Immune checkpoint inhibitors are part of the standard of care for patients with many advanced solid tumors and are generally associated with improved survival. Randomized phase III immune checkpoint inhibitor clinical trials have traditionally excluded patients with advanced cancer because of poor performance status or disease-related organ dysfunction, which may increase the risk for adverse events associated with immune checkpoint inhibitor treatment. Because of the absence of randomized trial data that define the impact of immune checkpoint inhibitor treatment on patients with solid tumors who are deemed ineligible for trials, researchers conducted a retrospective study to look at treatment rates and outcomes for these patients, as compared with those patients for whom trial data are available.
Study Details
The nationwide study of 34,000 patients diagnosed with advanced solid tumors included those with metastatic or recurrent non–small cell lung cancer, urothelial cell cancer, renal cell cancer, and hepatocellular carcinoma. The researchers set out to determine whether the frequency of use and effectiveness of immune checkpoint inhibitors in this patient population with more advanced disease are similar to those with less advanced disease, as was studied in the clinical trials. They found that use of immune checkpoint inhibitor monotherapy increased over the study period, between 2014 to 2019, up to 30.2% among patients who would be trial-ineligible, compared with 19.4% among patients who would be trial-eligible.

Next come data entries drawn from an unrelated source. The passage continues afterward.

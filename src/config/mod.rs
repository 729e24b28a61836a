//! Configuration management for threadengine
//!
//! Registry settings are merged from three layers, lowest priority first:
//! built-in defaults, a TOML file (`threadengine.toml` in the working
//! directory, or an explicit path), and `THREADENGINE_*` environment variables.

use anyhow::{Context, Result};
use figment::{
    Figment,
    providers::{Env, Format, Serialized, Toml},
};
use serde::{Deserialize, Serialize};
use std::path::Path;

/// Default configuration file looked up in the working directory
pub const CONFIG_FILE: &str = "threadengine.toml";

/// Prefix for environment variable overrides
pub const ENV_PREFIX: &str = "THREADENGINE_";

/// Settings applied to every native thread the registry starts
#[derive(Debug, Clone, PartialEq, Eq, Serialize, Deserialize)]
#[serde(default)]
pub struct RegistryConfig {
    /// Threads are named `<prefix>-<worker id>`
    pub thread_name_prefix: String,

    /// Stack size in bytes for worker threads (platform default when unset)
    #[serde(skip_serializing_if = "Option::is_none")]
    pub stack_size: Option<usize>,
}

impl Default for RegistryConfig {
    fn default() -> Self {
        Self {
            thread_name_prefix: "worker".to_string(),
            stack_size: None,
        }
    }
}

impl RegistryConfig {
    /// Load from `threadengine.toml` (if present) and the environment
    pub fn load() -> Result<Self> {
        Self::load_from(None)
    }

    /// Load using `custom_config` instead of the default file name.
    /// A missing file is not an error; defaults and environment still apply.
    pub fn load_from(custom_config: Option<&Path>) -> Result<Self> {
        let config: RegistryConfig = Self::figment(custom_config)
            .extract()
            .context("Failed to load registry configuration")?;
        config.validate()?;

        tracing::debug!(?config, "registry configuration loaded");
        Ok(config)
    }

    /// The merged provider stack, exposed so callers can layer their own sources
    pub fn figment(custom_config: Option<&Path>) -> Figment {
        let file = custom_config.unwrap_or_else(|| Path::new(CONFIG_FILE));

        Figment::from(Serialized::defaults(RegistryConfig::default()))
            .merge(Toml::file(file))
            .merge(Env::prefixed(ENV_PREFIX))
    }

    /// Validate configuration
    pub fn validate(&self) -> Result<()> {
        if self.thread_name_prefix.trim().is_empty() {
            anyhow::bail!("Thread name prefix cannot be empty");
        }

        if self.thread_name_prefix.contains('\0') {
            anyhow::bail!("Thread name prefix cannot contain NUL bytes");
        }

        if self.stack_size == Some(0) {
            anyhow::bail!("Stack size cannot be 0");
        }

        Ok(())
    }

    /// Render as TOML, as it would appear in `threadengine.toml`
    pub fn to_toml(&self) -> Result<String> {
        toml::to_string_pretty(self).context("Failed to serialize configuration")
    }
}

#[cfg(test)]
mod tests;
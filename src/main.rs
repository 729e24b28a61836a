use anyhow::Result;
use clap::Parser;

use threadengine::cli::Cli;

fn main() -> Result<()> {
    let cli = Cli::parse();
    cli.run()
}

“Patients with advanced cancers are in desperate need of treatment options, and immunotherapy provides a targeted approach worth studying further, especially in trial-ineligible patients,” said Ravi B. Parikh, MD, Assistant Professor of Medical Ethics & Health Policy and Medicine at Penn. “Despite the lack of evidence and benefits for this vulnerable population, we found that oncologists used immunotherapy at faster rates for trial-ineligible patients. However, health-care providers of patients with poor functional status or organ dysfunction should not assume immunotherapies will confer the same benefit as the populations studied in trials.”
The researchers did not find evidence of survival benefit among trial-ineligible patients receiving immune checkpoint inhibitor monotherapy or combination therapy compared with other treatment options. The study suggests the cautious use of immune checkpoint inhibitor combination therapy for trial-ineligible patients because of the potential for early harm.
“While it makes sense to consider novel therapies like immunotherapies for trial-ineligible patients, it is essential to be alert when using immune checkpoint inhibitors and to be honest with the limitations of current supporting research to date,” said Ronac Mamtani, MD, MSCE, Assistant Professor of Hematology-Oncology at the Abramson Cancer Center at Penn. “Even though immune checkpoint inhibitors have a better side-effect profile for most patients, positive results in phase III trials may not necessarily translate to improved quality of life and survival for all patients.”
Dr. Parikh, of Perelman School of Medicine at the University of Pennsylvania, is the corresponding author of the JAMA Oncology article.
Disclosure: This study was funded by a Conquer Cancer Foundation Young Investigator Award, the National Cancer Institute, and the Catholic Medical Center Research Foundation. For full disclosures of the study authors, visit jamanetwork.com.